The ultimate decision-making authority, however, resides in the guardian. If
the Hospital, any physician, or any other interested person challenges the
guardian’s decision, recourse may be had to the circuit court probate division.
Otherwise, except with respect to any reporting or accounting required under
the guardianship statute, see, e.g., RSA 464-A:35, :36 (2018), no further
judicial involvement is necessary. Cf. Conservatorship of Drabick, 245 Cal.
Rptr. at 860 (directing that “further proceedings will be necessary only if the
conservator chooses to seek approval by pursuing his petition or if another
interested person challenges his decision”).
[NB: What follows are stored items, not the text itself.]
//! Named refs and GC pins.
//!
//! A ref (`.jvs/refs/<name>.json`) is a human-named pointer to a snapshot,
//! usable anywhere a snapshot reference is accepted. A pin
//! (`.jvs/pins/<id>.json`) is an explicit GC shield for one snapshot,
//! optionally expiring. Both protect their targets from collection.

use serde::{Deserialize, Serialize};

use crate::error::{JvsError, Result};
use crate::fsutil;
use crate::model::types::SnapshotId;
use crate::repo::Repository;
use crate::timeutil;

// ---------------------------------------------------------------------------
// Records
// ---------------------------------------------------------------------------

/// A named pointer to a snapshot.
#[derive(Clone, Debug, PartialEq, Eq, Serialize, Deserialize)]
pub struct RefRecord {
    pub name: String,
    pub snapshot_id: SnapshotId,
    pub created_at: String,
}

/// An explicit GC protection record for one snapshot.
#[derive(Clone, Debug, PartialEq, Eq, Serialize, Deserialize)]
pub struct PinRecord {
    pub snapshot_id: SnapshotId,
    pub created_at: String,
    /// RFC 3339 UTC; `None` pins forever.
    #[serde(default, skip_serializing_if = "Option::is_none")]
    pub expires_at: Option<String>,
    /// Why the snapshot is pinned.
    #[serde(default, skip_serializing_if = "Option::is_none")]
    pub reason: Option<String>,
}

impl PinRecord {
    /// Whether this pin still protects its snapshot at `now_ms`.
    #[must_use]
    pub fn is_active(&self, now_ms: u64) -> bool {
        self.expires_at.as_deref().is_none_or(|exp| {
            timeutil::parse_rfc3339(exp).is_ok_and(|exp_ms| exp_ms > now_ms)
        })
    }
}

fn validate_ref_name(name: &str) -> Result<()> {
    let fail = |reason: &str| JvsError::NameInvalid {
        value: name.to_owned(),
        reason: reason.to_owned(),
    };
    if name.is_empty() {
        return Err(fail("ref name must not be empty"));
    }
    if name.len() > 64 {
        return Err(fail("ref name must be at most 64 characters"));
    }
    if name.starts_with('.') || name.contains(['/', '\\']) || name.chars().any(char::is_control) {
        return Err(fail(
            "ref name must not start with '.' or contain path separators or control characters",
        ));
    }
    Ok(())
}

// ---------------------------------------------------------------------------
// Refs
// ---------------------------------------------------------------------------

/// Create or move a ref to point at a published snapshot.
///
/// # Errors
/// `E_NAME_INVALID` for a bad name, `E_SNAPSHOT_NOT_FOUND` when the target
/// is not published.
pub fn create_ref(repo: &Repository, name: &str, id: &SnapshotId) -> Result<RefRecord> {
    validate_ref_name(name)?;
    if !repo.is_published(id) {
        return Err(JvsError::SnapshotNotFound {
            reference: id.as_str().to_owned(),
        });
    }
    let record = RefRecord {
        name: name.to_owned(),
        snapshot_id: id.clone(),
        created_at: timeutil::format_rfc3339_ms(timeutil::now_ms()),
    };
    let bytes = serde_json::to_vec_pretty(&record)
        .map_err(|e| JvsError::Io(std::io::Error::other(e.to_string())))?;
    fsutil::atomic_write(&repo.refs_dir().join(format!("{name}.json")), &bytes)?;
    Ok(record)
}

/// Look up one ref.
///
/// # Errors
/// I/O failures; a malformed record reads as absent.
pub fn read_ref(repo: &Repository, name: &str) -> Result<Option<RefRecord>> {
    let path = repo.refs_dir().join(format!("{name}.json"));
    match std::fs::read(&path) {
        Ok(raw) => Ok(serde_json::from_slice(&raw).ok()),
        Err(e) if e.kind() == std::io::ErrorKind::NotFound => Ok(None),
        Err(e) => Err(JvsError::Io(e)),
    }
}

/// All refs, sorted by name.
///
/// # Errors
/// I/O failures while scanning.
pub fn list_refs(repo: &Repository) -> Result<Vec<RefRecord>> {
    let mut out = Vec::new();
    for entry in std::fs::read_dir(repo.refs_dir())? {
        let entry = entry?;
        if let Ok(raw) = std::fs::read(entry.path()) {
            if let Ok(record) = serde_json::from_slice::<RefRecord>(&raw) {
                out.push(record);
            }
        }
    }
    out.sort_by(|a, b| a.name.cmp(&b.name));
    Ok(out)
}

/// Delete a ref. Deleting a missing ref is a no-op success.
///
/// # Errors
/// I/O failures other than absence.
pub fn delete_ref(repo: &Repository, name: &str) -> Result<()> {
    validate_ref_name(name)?;
    match std::fs::remove_file(repo.refs_dir().join(format!("{name}.json"))) {
        Ok(()) => Ok(()),
        Err(e) if e.kind() == std::io::ErrorKind::NotFound => Ok(()),
        Err(e) => Err(JvsError::Io(e)),
    }
}

// ---------------------------------------------------------------------------
// Pins
// ---------------------------------------------------------------------------

/// Pin a published snapshot against GC.
///
/// # Errors
/// `E_SNAPSHOT_NOT_FOUND` when the target is not published.
pub fn add_pin(
    repo: &Repository,
    id: &SnapshotId,
    reason: Option<&str>,
    ttl_secs: Option<u64>,
) -> Result<PinRecord> {
    if !repo.is_published(id) {
        return Err(JvsError::SnapshotNotFound {
            reference: id.as_str().to_owned(),
        });
    }
    let now = timeutil::now_ms();
    let record = PinRecord {
        snapshot_id: id.clone(),
        created_at: timeutil::format_rfc3339_ms(now),
        expires_at: ttl_secs.map(|ttl| timeutil::format_rfc3339_ms(now + ttl * 1000)),
        reason: reason.map(str::to_owned),
    };
    let bytes = serde_json::to_vec_pretty(&record)
        .map_err(|e| JvsError::Io(std::io::Error::other(e.to_string())))?;
    fsutil::atomic_write(
        &repo.pins_dir().join(format!("{}.json", id.as_str())),
        &bytes,
    )?;
    Ok(record)
}

/// Remove a pin. Removing a missing pin is a no-op success.
///
/// # Errors
/// I/O failures other than absence.
pub fn remove_pin(repo: &Repository, id: &SnapshotId) -> Result<()> {
    match std::fs::remove_file(repo.pins_dir().join(format!("{}.json", id.as_str()))) {
        Ok(()) => Ok(()),
        Err(e) if e.kind() == std::io::ErrorKind::NotFound => Ok(()),
        Err(e) => Err(JvsError::Io(e)),
    }
}

/// All pins, sorted by snapshot id.
///
/// # Errors
/// I/O failures while scanning.
pub fn list_pins(repo: &Repository) -> Result<Vec<PinRecord>> {
    let mut out = Vec::new();
    for entry in std::fs::read_dir(repo.pins_dir())? {
        let entry = entry?;
        if let Ok(raw) = std::fs::read(entry.path()) {
            if let Ok(record) = serde_json::from_slice::<PinRecord>(&raw) {
                out.push(record);
            }
        }
    }
    out.sort_by(|a, b| a.snapshot_id.cmp(&b.snapshot_id));
    Ok(out)
}

// ---------------------------------------------------------------------------
// Tests
// ---------------------------------------------------------------------------
//! Append-only, hash-chained audit log (`.jvs/audit/audit.jsonl`).
//!
//! One JSON object per line. Each record carries the previous record's hash,
//! making the log tamper-evident: editing or dropping any line breaks the
//! chain from that point on. Appends are serialized by an in-process mutex;
//! there is no cross-process lock — the single-writer CLI model tolerates
//! this, and doctor's chain check detects interleaving after the fact.
//!
//! Audit failures never abort the enclosing operation: [`record`] logs a
//! warning and returns.

use std::path::Path;
use std::sync::Mutex;

use serde::{Deserialize, Serialize};
use serde_json::Value;

use crate::error::{JvsError, Result};
use crate::fsutil;
use crate::integrity;
use crate::repo::Repository;
use crate::timeutil;

/// `prev_hash` of the first record in a log.
pub const GENESIS: &str = "";

/// Event type of the marker record `audit_repair` emits in place of lost
/// records.
pub const GAP_EVENT: &str = "audit_gap";

static APPEND_GUARD: Mutex<()> = Mutex::new(());

// ---------------------------------------------------------------------------
// AuditRecord
// ---------------------------------------------------------------------------

/// One audit log entry.
#[derive(Clone, Debug, PartialEq, Eq, Serialize, Deserialize)]
pub struct AuditRecord {
    /// `record_hash` of the previous line, or empty for the first record.
    pub prev_hash: String,
    /// SHA-256 over the canonical JSON of this record with `record_hash`
    /// removed.
    pub record_hash: String,
    /// RFC 3339 UTC.
    pub timestamp: String,
    /// What happened (e.g. `snapshot_create`).
    pub event_type: String,
    /// The worktree involved, if any.
    #[serde(default, skip_serializing_if = "Option::is_none")]
    pub worktree: Option<String>,
    /// The snapshot involved, if any.
    #[serde(default, skip_serializing_if = "Option::is_none")]
    pub snapshot_id: Option<String>,
    /// Event-specific details.
    pub payload: Value,
}

impl AuditRecord {
    /// Compute this record's hash over everything except `record_hash`.
    ///
    /// # Errors
    /// Serialization failure only.
    pub fn compute_hash(&self) -> Result<String> {
        integrity::checksum_excluding(self, &["record_hash"])
            .map_err(|e| JvsError::Io(std::io::Error::other(e.to_string())))
    }
}

// ---------------------------------------------------------------------------
// Append
// ---------------------------------------------------------------------------

/// Append one event to the audit log, linking it to the current tail.
///
/// # Errors
/// Any I/O failure. Most callers want [`record`], which downgrades failures
/// to a warning.
pub fn append(
    repo: &Repository,
    event_type: &str,
    worktree: Option<&str>,
    snapshot_id: Option<&str>,
    payload: Value,
) -> Result<()> {
    let _guard = APPEND_GUARD.lock().map_err(|_| {
        JvsError::Io(std::io::Error::other("audit append mutex poisoned"))
    })?;

    let path = repo.audit_path();
    let prev_hash = last_record_hash(&path)?;

    let mut rec = AuditRecord {
        prev_hash,
        record_hash: String::new(),
        timestamp: timeutil::format_rfc3339_ms(timeutil::now_ms()),
        event_type: event_type.to_owned(),
        worktree: worktree.map(str::to_owned),
        snapshot_id: snapshot_id.map(str::to_owned),
        payload,
    };
    rec.record_hash = rec.compute_hash()?;

    let line = serde_json::to_string(&rec)
        .map_err(|e| JvsError::Io(std::io::Error::other(e.to_string())))?;
    fsutil::append_line(&path, &line)
}

/// Append one event, downgrading failure to a `tracing` warning.
///
/// The audit log is an observability surface; losing one record must never
/// abort a snapshot or restore that already did its durable work.
pub fn record(
    repo: &Repository,
    event_type: &str,
    worktree: Option<&str>,
    snapshot_id: Option<&str>,
    payload: Value,
) {
    if let Err(e) = append(repo, event_type, worktree, snapshot_id, payload) {
        tracing::warn!(event_type, error = %e, "audit append failed; continuing");
    }
}

/// The `record_hash` of the last line, or [`GENESIS`] for an empty log.
fn last_record_hash(path: &Path) -> Result<String> {
    let raw = match std::fs::read_to_string(path) {
        Ok(raw) => raw,
        Err(e) if e.kind() == std::io::ErrorKind::NotFound => return Ok(GENESIS.to_owned()),
        Err(e) => return Err(JvsError::Io(e)),
    };
    let Some(last) = raw.lines().rev().find(|l| !l.trim().is_empty()) else {
        return Ok(GENESIS.to_owned());
    };
    let rec: AuditRecord = serde_json::from_str(last).map_err(|e| JvsError::AuditChainBroken {
        line: raw.lines().count().saturating_sub(1),
        detail: format!("tail record is unparseable: {e}"),
    })?;
    Ok(rec.record_hash)
}

// ---------------------------------------------------------------------------
// Verify
// ---------------------------------------------------------------------------

/// Walk the whole chain, checking both hash links and record hashes.
///
/// Returns the number of verified records (0 for a missing or empty log).
///
/// # Errors
/// `E_AUDIT_CHAIN_BROKEN` at the first bad line.
pub fn verify_chain(repo: &Repository) -> Result<usize> {
    let raw = match std::fs::read_to_string(repo.audit_path()) {
        Ok(raw) => raw,
        Err(e) if e.kind() == std::io::ErrorKind::NotFound => return Ok(0),
        Err(e) => return Err(JvsError::Io(e)),
    };

    let mut prev = GENESIS.to_owned();
    let mut count = 0;
    for (line_no, line) in raw.lines().enumerate() {
        if line.trim().is_empty() {
            continue;
        }
        let rec: AuditRecord =
            serde_json::from_str(line).map_err(|e| JvsError::AuditChainBroken {
                line: line_no,
                detail: format!("unparseable record: {e}"),
            })?;
        if rec.prev_hash != prev {
            return Err(JvsError::AuditChainBroken {
                line: line_no,
                detail: format!(
                    "prev_hash does not link (expected {prev:?}, found {:?})",
                    rec.prev_hash
                ),
            });
        }
        let expected = rec.compute_hash()?;
        if expected != rec.record_hash {
            return Err(JvsError::AuditChainBroken {
                line: line_no,
                detail: "record_hash does not match record content".to_owned(),
            });
        }
        prev = rec.record_hash;
        count += 1;
    }
    Ok(count)
}

// ---------------------------------------------------------------------------
// Repair
// ---------------------------------------------------------------------------

/// Rebuild the hash chain over the records present on disk.
///
/// Record content is preserved; `prev_hash`/`record_hash` are recomputed in
/// order. An unparseable line is replaced by a gap marker recording what was
/// lost. Returns the number of records written. Idempotent: repairing a
/// valid log rewrites it byte-identically.
///
/// # Errors
/// Any I/O failure.
pub fn repair_chain(repo: &Repository) -> Result<usize> {
    let path = repo.audit_path();
    let raw = match std::fs::read_to_string(&path) {
        Ok(raw) => raw,
        Err(e) if e.kind() == std::io::ErrorKind::NotFound => return Ok(0),
        Err(e) => return Err(JvsError::Io(e)),
    };

    let mut prev = GENESIS.to_owned();
    let mut lines = Vec::new();
    for (line_no, line) in raw.lines().enumerate() {
        if line.trim().is_empty() {
            continue;
        }
        let mut rec: AuditRecord = match serde_json::from_str(line) {
            Ok(rec) => rec,
            Err(e) => AuditRecord {
                prev_hash: String::new(),
                record_hash: String::new(),
                timestamp: timeutil::format_rfc3339_ms(timeutil::now_ms()),
                event_type: GAP_EVENT.to_owned(),
                worktree: None,
                snapshot_id: None,
                payload: serde_json::json!({
                    "line": line_no,
                    "reason": format!("unparseable record replaced: {e}"),
                }),
            },
        };
        rec.prev_hash = prev;
        rec.record_hash = rec.compute_hash()?;
        prev = rec.record_hash.clone();
        let line = serde_json::to_string(&rec)
            .map_err(|e| JvsError::Io(std::io::Error::other(e.to_string())))?;
        lines.push(line);
    }

    let mut content = lines.join("\n");
    if !content.is_empty() {
        content.push('\n');
    }
    fsutil::atomic_write(&path, content.as_bytes())?;
    Ok(lines.len())
}

// ---------------------------------------------------------------------------
// Tests
// ---------------------------------------------------------------------------

#[cfg(test)]
mod tests {
    use super::*;
    use tempfile::TempDir;

    fn repo() -> (TempDir, Repository) {
        let dir = TempDir::new().unwrap();
        let repo = Repository::init(&dir.path().join("repo")).unwrap();
        (dir, repo)
    }

    #[test]
    fn empty_log_verifies_as_zero() {
        let (_dir, repo) = repo();
        assert_eq!(verify_chain(&repo).unwrap(), 0);
    }

    #[test]
    fn appended_records_chain() {
        let (_dir, repo) = repo();
        append(&repo, "init", None, None, serde_json::json!({})).unwrap();
        append(
            &repo,
            "snapshot_create",
            Some("main"),
            Some("1785542400000-09af31bc"),
            serde_json::json!({"note": "first"}),
        )
        .unwrap();
        append(&repo, "gc_run", None, None, serde_json::json!({"deleted": 0})).unwrap();

        assert_eq!(verify_chain(&repo).unwrap(), 3);
    }

    #[test]
    fn first_record_has_genesis_prev() {
        let (_dir, repo) = repo();
        append(&repo, "init", None, None, serde_json::json!({})).unwrap();
        let raw = std::fs::read_to_string(repo.audit_path()).unwrap();
        let rec: AuditRecord = serde_json::from_str(raw.lines().next().unwrap()).unwrap();
        assert_eq!(rec.prev_hash, GENESIS);
    }

    #[test]
    fn edited_record_breaks_chain() {
        let (_dir, repo) = repo();
        append(&repo, "init", None, None, serde_json::json!({})).unwrap();
        append(&repo, "gc_run", None, None, serde_json::json!({})).unwrap();

        let raw = std::fs::read_to_string(repo.audit_path()).unwrap();
        let tampered = raw.replacen("gc_run", "gc_ran", 1);
        std::fs::write(repo.audit_path(), tampered).unwrap();

        let err = verify_chain(&repo).unwrap_err();
        assert_eq!(err.code(), "E_AUDIT_CHAIN_BROKEN");
    }

    #[test]
    fn dropped_record_breaks_chain() {
        let (_dir, repo) = repo();
        for i in 0..3 {
            append(&repo, "init", None, None, serde_json::json!({ "i": i })).unwrap();
        }
        let raw = std::fs::read_to_string(repo.audit_path()).unwrap();
        let without_middle: Vec<&str> = raw
            .lines()
            .enumerate()
            .filter_map(|(i, l)| (i != 1).then_some(l))
            .collect();
        std::fs::write(repo.audit_path(), format!("{}\n", without_middle.join("\n"))).unwrap();

        assert!(verify_chain(&repo).is_err());
    }

    #[test]
    fn repair_restores_verifiability() {
        let (_dir, repo) = repo();
        append(&repo, "init", None, None, serde_json::json!({})).unwrap();
        append(&repo, "gc_run", None, None, serde_json::json!({})).unwrap();

        // Corrupt the middle of the file: tamper one record and insert junk.
        let raw = std::fs::read_to_string(repo.audit_path()).unwrap();
        let mut lines: Vec<String> = raw.lines().map(str::to_owned).collect();
        lines[0] = lines[0].replacen("init", "innit", 1);
        lines.insert(1, "this is not json".to_owned());
        std::fs::write(repo.audit_path(), format!("{}\n", lines.join("\n"))).unwrap();
        assert!(verify_chain(&repo).is_err());

        let written = repair_chain(&repo).unwrap();
        assert_eq!(written, 3);
        assert_eq!(verify_chain(&repo).unwrap(), 3);

        // The junk line became a gap marker.
        let raw = std::fs::read_to_string(repo.audit_path()).unwrap();
        assert!(raw.contains(GAP_EVENT));
    }

    #[test]
    fn repair_is_idempotent() {
        let (_dir, repo) = repo();
        append(&repo, "init", None, None, serde_json::json!({})).unwrap();
        append(&repo, "gc_run", None, None, serde_json::json!({})).unwrap();

        repair_chain(&repo).unwrap();
        let first = std::fs::read_to_string(repo.audit_path()).unwrap();
        repair_chain(&repo).unwrap();
        let second = std::fs::read_to_string(repo.audit_path()).unwrap();
        assert_eq!(first, second);
    }

    #[test]
    fn record_never_panics_on_failure() {
        let (_dir, repo) = repo();
        // Make the audit directory unusable by replacing it with a file.
        std::fs::remove_dir_all(repo.audit_path().parent().unwrap()).unwrap();
        std::fs::write(repo.audit_path().parent().unwrap(), "blocker").unwrap();
        // Must not panic or error out.
        record(&repo, "init", None, None, serde_json::json!({}));
    }
}
//! Snapshot pipelines: create, verify, find.

pub mod create;
pub mod find;
pub mod verify;

use serde::{Deserialize, Serialize};

use crate::error::{JvsError, Result};
use crate::fsutil;
use crate::model::types::{SnapshotId, WorktreeName};
use crate::repo::Repository;
use crate::timeutil;

// ---------------------------------------------------------------------------
// Intents
// ---------------------------------------------------------------------------

/// An in-flight operation record at `.jvs/intents/<id>.json`.
///
/// Intents describe what a crashed process was doing — they exist for human
/// forensics, not replay. Repair is idempotent cleanup, never redo.
#[derive(Clone, Debug, PartialEq, Eq, Serialize, Deserialize)]
pub struct IntentRecord {
    /// What the operation was (`snapshot_create`, `restore_inplace`, ...).
    pub operation: String,
    pub snapshot_id: SnapshotId,
    pub worktree: WorktreeName,
    pub created_at: String,
}

/// Durably record an intent before staging begins.
///
/// # Errors
/// Any I/O failure.
pub fn write_intent(
    repo: &Repository,
    operation: &str,
    id: &SnapshotId,
    worktree: &WorktreeName,
) -> Result<()> {
    let intent = IntentRecord {
        operation: operation.to_owned(),
        snapshot_id: id.clone(),
        worktree: worktree.clone(),
        created_at: timeutil::format_rfc3339_ms(timeutil::now_ms()),
    };
    let bytes = serde_json::to_vec_pretty(&intent)
        .map_err(|e| JvsError::Io(std::io::Error::other(e.to_string())))?;
    fsutil::atomic_write(&repo.intent_path(id), &bytes)
}

/// Remove an intent after the operation completed. A missing intent is fine.
pub fn remove_intent(repo: &Repository, id: &SnapshotId) {
    let _ = std::fs::remove_file(repo.intent_path(id));
}

#[cfg(test)]
mod tests {
    use super::*;
    use tempfile::TempDir;

    #[test]
    fn intent_round_trip_and_cleanup() {
        let dir = TempDir::new().unwrap();
        let repo = Repository::init(&dir.path().join("repo")).unwrap();
        let id = SnapshotId::new("1785542400000-09af31bc").unwrap();

        write_intent(&repo, "snapshot_create", &id, &WorktreeName::main()).unwrap();
        let raw = std::fs::read(repo.intent_path(&id)).unwrap();
        let intent: IntentRecord = serde_json::from_slice(&raw).unwrap();
        assert_eq!(intent.operation, "snapshot_create");
        assert_eq!(intent.snapshot_id, id);

        remove_intent(&repo, &id);
        assert!(!repo.intent_path(&id).exists());
        // Removing again is harmless.
        remove_intent(&repo, &id);
    }
}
Finally, although we reverse the trial court’s decision for legal error, we
address a factual finding — challenged on appeal — that might appear to
contradict one of the premises upon which we declined to consider any
constitutional issues in this case. Specifically, we noted that the conditions
other courts have imposed to avoid constitutional issues appear to be met in
this case, where two doctors testified that L.N. shows only basic brainstem
function and has no reasonable hope of recovery.
In its October 22 order, however, the trial court found “that a question
remains at this time as to whether there is likelihood that [L.N.] would regain
an ability to react to her environment, communicate, or have any degree of
independent function.” The Hospital argues that this finding is plainly
erroneous and was “based upon an impermissible lay interpretation of [L.N.’s]
neurology medical records.” Although the severity and permanence of L.N.’s
16
condition is certainly relevant to the decision to withdraw life-sustaining
treatment, we find it unnecessary to determine whether the trial court’s factual
finding was plainly erroneous. More than a year has passed since the court
made that finding. Additional medical information as to L.N.’s condition and
prognosis presumably has become available in the intervening time. The
guardian will undoubtedly consider that additional medical information in
making any decision under RSA 464-A:25, I(d). See id. at 861 (noting that the
good faith standard in this context “requires the conservator to consider the
available information relevant to the conservatee’s best interests”).
Order denying authority to remove life
support reversed; order appointing
guardian vacated in part.
BASSETT and DONOVAN, JJ., concurred; HANTZ MARCONI, J.,
concurred in part and dissented in part.
HANTZ MARCONI, J., concurring in part and dissenting in part. I do not
disagree that the general grant of authority contained in RSA 464-A:25, I(d) can
be construed to encompass the authority to remove life-sustaining medical
treatment in appropriate circumstances, though the trial court’s alternative
construction is perhaps more understandable when one considers that it was
offered in response to a motion to “grant authority to . . . remove life supp[ort].”
(Capitalization and bolding omitted; emphasis added.) In addition, I agree that
the trial court’s statement in its order granting the guardianship that “[t]he
guardian does NOT have the authority to remove life sustaining treatment”
cannot be read as a limitation imposed pursuant to the court’s power under
RSA 464-A:25, II. (Bolding omitted.) However, given that the trial court could
have limited the guardian’s authority to consent to the removal of life-
sustaining treatment pursuant to paragraph II, and may well have elected to do
so if it had the benefit of the construction of paragraph I(d) that this court has
articulated today, I would remand this matter so that the circuit court may
have an opportunity to consider whether limiting the guardian’s power to
consent to the removal of life-sustaining treatment would be “desirable for the
best interests of the ward.” RSA 464-A:25, II.